Saturday, 21 March 2015

I'll See You On the Other Side

Early on during my travels I made the decision that every place I visit would be somewhere which I have not been to before.

In truth, it meant eliminating only three locations from my itinerary of thirty-plus so didn't mean I had to wholly reshape my plans. I felt like focussing my efforts on destinations I'd never visited before could be a great way to ensure some new experiences on my travels and also it would mean me having no safety net in terms of previous experiences and knowledge.

This strategy has both its positives and negatives; The unfamiliarity of being in a new place sometimes means I take a while to settle in. If I was going somewhere I had been before I feel like I would be more confident about knowing my way around, where to get food and in certain situations which places to avoid.
It does, however, mean that I am more likely to be pleasantly surprised when I enjoy a new experience, and this often gives me a sense of achievement from having accomplished something I had not previously done. I do enjoy doing new things, and going to unfamiliar places - I feel like it brings the adventurous nature in my character to the fore.

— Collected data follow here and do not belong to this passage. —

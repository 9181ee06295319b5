//! Writing blocks back to flash
//!
//! Flash can only be erased in whole units and programming can only clear bits, so a
//! block is never written on its own: the erase units around it are read, patched,
//! erased and programmed again as a whole.

use std::{io, ops::Range};

/// A trait defining the common flash operations
pub trait Flash {
    /// The size of the smallest erasable unit in bytes
    fn erase_size(&self) -> usize;

    /// The size of the flash in bytes
    fn len(&self) -> usize;

    /// Returns `true` if the flash has no bytes at all
    fn is_empty(&self) -> bool {
        self.len() == 0
    }

    /// Read the flash in the given address range
    fn read(&self, range: Range<usize>) -> io::Result<&[u8]>;

    /// Erase the unit starting at `offset`, which must be aligned to [Self::erase_size]
    fn erase(&mut self, offset: usize) -> io::Result<()>;

    /// Program `data` at `offset`. The range must have been erased before.
    fn program(&mut self, offset: usize, data: &[u8]) -> io::Result<()>;
}

/// Writes `data` at `offset`, erasing and reprogramming every erase unit the range
/// touches. Bytes of those units outside the range keep their contents.
///
/// Nothing is erased when the flash already holds `data`.
pub fn write_aligned<F: Flash + ?Sized>(
    flash: &mut F,
    offset: usize,
    data: &[u8],
) -> io::Result<()> {
    let erase_size = flash.erase_size();
    if erase_size == 0 {
        return Err(io::Error::new(
            io::ErrorKind::InvalidInput,
            "flash reports an erase size of 0",
        ));
    }

    let end = offset
        .checked_add(data.len())
        .filter(|&end| end <= flash.len())
        .ok_or_else(|| {
            io::Error::new(
                io::ErrorKind::InvalidInput,
                format!(
                    "write of {} bytes at {:#x} exceeds flash size {:#x}",
                    data.len(),
                    offset,
                    flash.len()
                ),
            )
        })?;

    if data.is_empty() {
        return Ok(());
    }

    let span = offset / erase_size * erase_size..end.div_ceil(erase_size) * erase_size;
    if span.end > flash.len() {
        return Err(io::Error::new(
            io::ErrorKind::InvalidInput,
            format!(
                "erase unit {:#x?} runs past the end of the flash ({:#x})",
                span,
                flash.len()
            ),
        ));
    }

    let current = flash.read(span.clone())?;
    let patch = offset - span.start..end - span.start;
    if current[patch.clone()] == *data {
        tracing::debug!("Flash already holds the data at {:#x}, skipping write", offset);
        return Ok(());
    }

    let mut buffer = current.to_vec();
    buffer[patch].copy_from_slice(data);

    tracing::debug!(
        "Writing {:#x} bytes at {:#x} as erase span {:#010x?} (unit {:#x})",
        data.len(),
        offset,
        span,
        erase_size
    );

    for unit in span.clone().step_by(erase_size) {
        flash.erase(unit)?;
    }
    flash.program(span.start, &buffer)
}

/// Flash kept in memory.
///
/// Behaves like NOR flash: erasing sets a unit to `0xFF` and programming may only
/// clear bits. Every erase and program is logged so the write pattern can be
/// inspected.
#[derive(Debug, Clone)]
pub struct MemoryFlash {
    data: Vec<u8>,
    erase_size: usize,
    erase_log: Vec<usize>,
    program_log: Vec<Range<usize>>,
    fail_writes: bool,
}

impl MemoryFlash {
    /// Wraps an existing image
    pub fn new(data: Vec<u8>, erase_size: usize) -> Self {
        Self {
            data,
            erase_size,
            erase_log: Vec::new(),
            program_log: Vec::new(),
            fail_writes: false,
        }
    }

    /// Fully erased flash of `len` bytes
    pub fn erased(len: usize, erase_size: usize) -> Self {
        Self::new(vec![0xFF; len], erase_size)
    }

    /// The current contents
    pub fn data(&self) -> &[u8] {
        &self.data
    }

    /// Offsets of all erased units, in order
    pub fn erase_log(&self) -> &[usize] {
        &self.erase_log
    }

    /// Ranges of all program operations, in order
    pub fn program_log(&self) -> &[Range<usize>] {
        &self.program_log
    }

    /// When set, every erase and program fails
    pub fn set_fail_writes(&mut self, fail: bool) {
        self.fail_writes = fail;
    }

    fn check_writable(&self, range: &Range<usize>) -> io::Result<()> {
        if self.fail_writes {
            return Err(io::Error::other("flash write failure"));
        }
        if range.end > self.data.len() {
            return Err(io::Error::new(
                io::ErrorKind::InvalidInput,
                format!("{:#x?} is outside the flash", range),
            ));
        }
        Ok(())
    }
}

impl Flash for MemoryFlash {
    fn erase_size(&self) -> usize {
        self.erase_size
    }

    fn len(&self) -> usize {
        self.data.len()
    }

    fn read(&self, range: Range<usize>) -> io::Result<&[u8]> {
        self.data.get(range.clone()).ok_or_else(|| {
            io::Error::new(
                io::ErrorKind::UnexpectedEof,
                format!("{:#x?} is outside the flash", range),
            )
        })
    }

    fn erase(&mut self, offset: usize) -> io::Result<()> {
        if self.erase_size == 0 || offset % self.erase_size != 0 {
            return Err(io::Error::new(
                io::ErrorKind::InvalidInput,
                format!("erase address {:#x} is not unit aligned", offset),
            ));
        }
        let range = offset..offset + self.erase_size;
        self.check_writable(&range)?;

        self.data[range].fill(0xFF);
        self.erase_log.push(offset);
        Ok(())
    }

    fn program(&mut self, offset: usize, data: &[u8]) -> io::Result<()> {
        let range = offset..offset + data.len();
        self.check_writable(&range)?;

        // Programming can only turn ones into zeros
        if let Some(position) = self.data[range.clone()]
            .iter()
            .zip(data)
            .position(|(old, new)| new & !old != 0)
        {
            return Err(io::Error::new(
                io::ErrorKind::InvalidData,
                format!("programming {:#x} needs an erase first", offset + position),
            ));
        }

        self.data[range.clone()].copy_from_slice(data);
        self.program_log.push(range);
        Ok(())
    }
}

My experience of Bangkok is a perfect example of how it can often feel visiting a new place. I wouldn't say I was intimidated about visiting the Thai capital, but it's questionable reputation certainly made me have my guard up when I first arrived.
After a couple of days there, I realised that it was totally different to how I imagined it would be and I didn't encounter anything like what I had heard, or what I had read about it's 'seedy underbelly' (that's not to say it doesn't exist). My experience of the city could not be more positive, but I do understand that other people's views may have been completely different depending on where they stayed and what they did. For me, Bangkok surpassed expectations and should an opportunity present itself in the future, I wouldn't hesitate to visit there again in the future.

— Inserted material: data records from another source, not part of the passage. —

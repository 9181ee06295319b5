//! Tool configuration
//!
//! Values come from the built-in defaults, then an optional TOML file, then
//! `UBOOTENV_*` environment variables, each layer overriding the one before.

use std::path::{Path, PathBuf};

use anyhow::{bail, Context};
use figment::{
    providers::{Env, Format, Serialized, Toml},
    Figment,
};
use serde::{Deserialize, Serialize};

/// Read when no `--config` is given and the file exists
pub const DEFAULT_CONFIG_PATH: &str = "/etc/ubootenv.toml";

const ENV_PREFIX: &str = "UBOOTENV_";

/// The keys taken from `UBOOTENV_*` variables. Other variables with that prefix are ignored.
const ENV_KEYS: &[&str] = &["sysfs_root", "dev_root", "max_regions", "block_size"];

#[derive(Debug, Clone, PartialEq, Eq, Serialize, Deserialize)]
#[serde(default, deny_unknown_fields)]
pub struct Config {
    /// Where the kernel lists MTD devices
    pub sysfs_root: PathBuf,
    /// Where the `mtdblockN` device nodes live
    pub dev_root: PathBuf,
    /// Only regions with an index below this are searched
    pub max_regions: u32,
    /// Size of the environment block and stride of the search
    pub block_size: usize,
}

impl Default for Config {
    fn default() -> Self {
        Self {
            sysfs_root: PathBuf::from("/sys/class/mtd"),
            dev_root: PathBuf::from("/dev"),
            max_regions: 2,
            block_size: envstore::BLOCK_SIZE,
        }
    }
}

impl Config {
    /// Loads the layered configuration. An explicitly given file must exist.
    pub fn load(path: Option<&Path>) -> anyhow::Result<Self> {
        let mut figment = Figment::from(Serialized::defaults(Config::default()));

        match path {
            Some(path) => {
                if !path.is_file() {
                    bail!("config file {} does not exist", path.display());
                }
                figment = figment.merge(Toml::file(path));
            }
            None if Path::new(DEFAULT_CONFIG_PATH).is_file() => {
                figment = figment.merge(Toml::file(DEFAULT_CONFIG_PATH));
            }
            None => {}
        }

        Self::from_figment(figment.merge(Env::prefixed(ENV_PREFIX).only(ENV_KEYS)))
    }

    fn from_figment(figment: Figment) -> anyhow::Result<Self> {
        let config: Config = figment.extract().context("invalid configuration")?;

        if config.block_size <= envstore::CRC_SIZE {
            bail!(
                "block_size {:#x} leaves no room for records",
                config.block_size
            );
        }

        tracing::debug!("Using {:?}", config);
        Ok(config)
    }
}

Although I mentioned in a blog post the other day that I try to avoid looking at too much information about the places I am visiting, it is only natural that I am going to come across the occasional picture of the city itself, or a somewhere that I might be going. Sometimes I feel like seeing photos can give me a good idea of what I am getting into, but often they create a false impression, or can be quite misleading about what I should expect.

This is very true of my current location which is in the northern region of Thailand. From hearing people talk about it, and looking at pictures I thought that it was going to be a huge sprawling metropolis - not quite to the same standard as Bangkok, but I certainly thought it was going to be larger than I discovered on my travels today.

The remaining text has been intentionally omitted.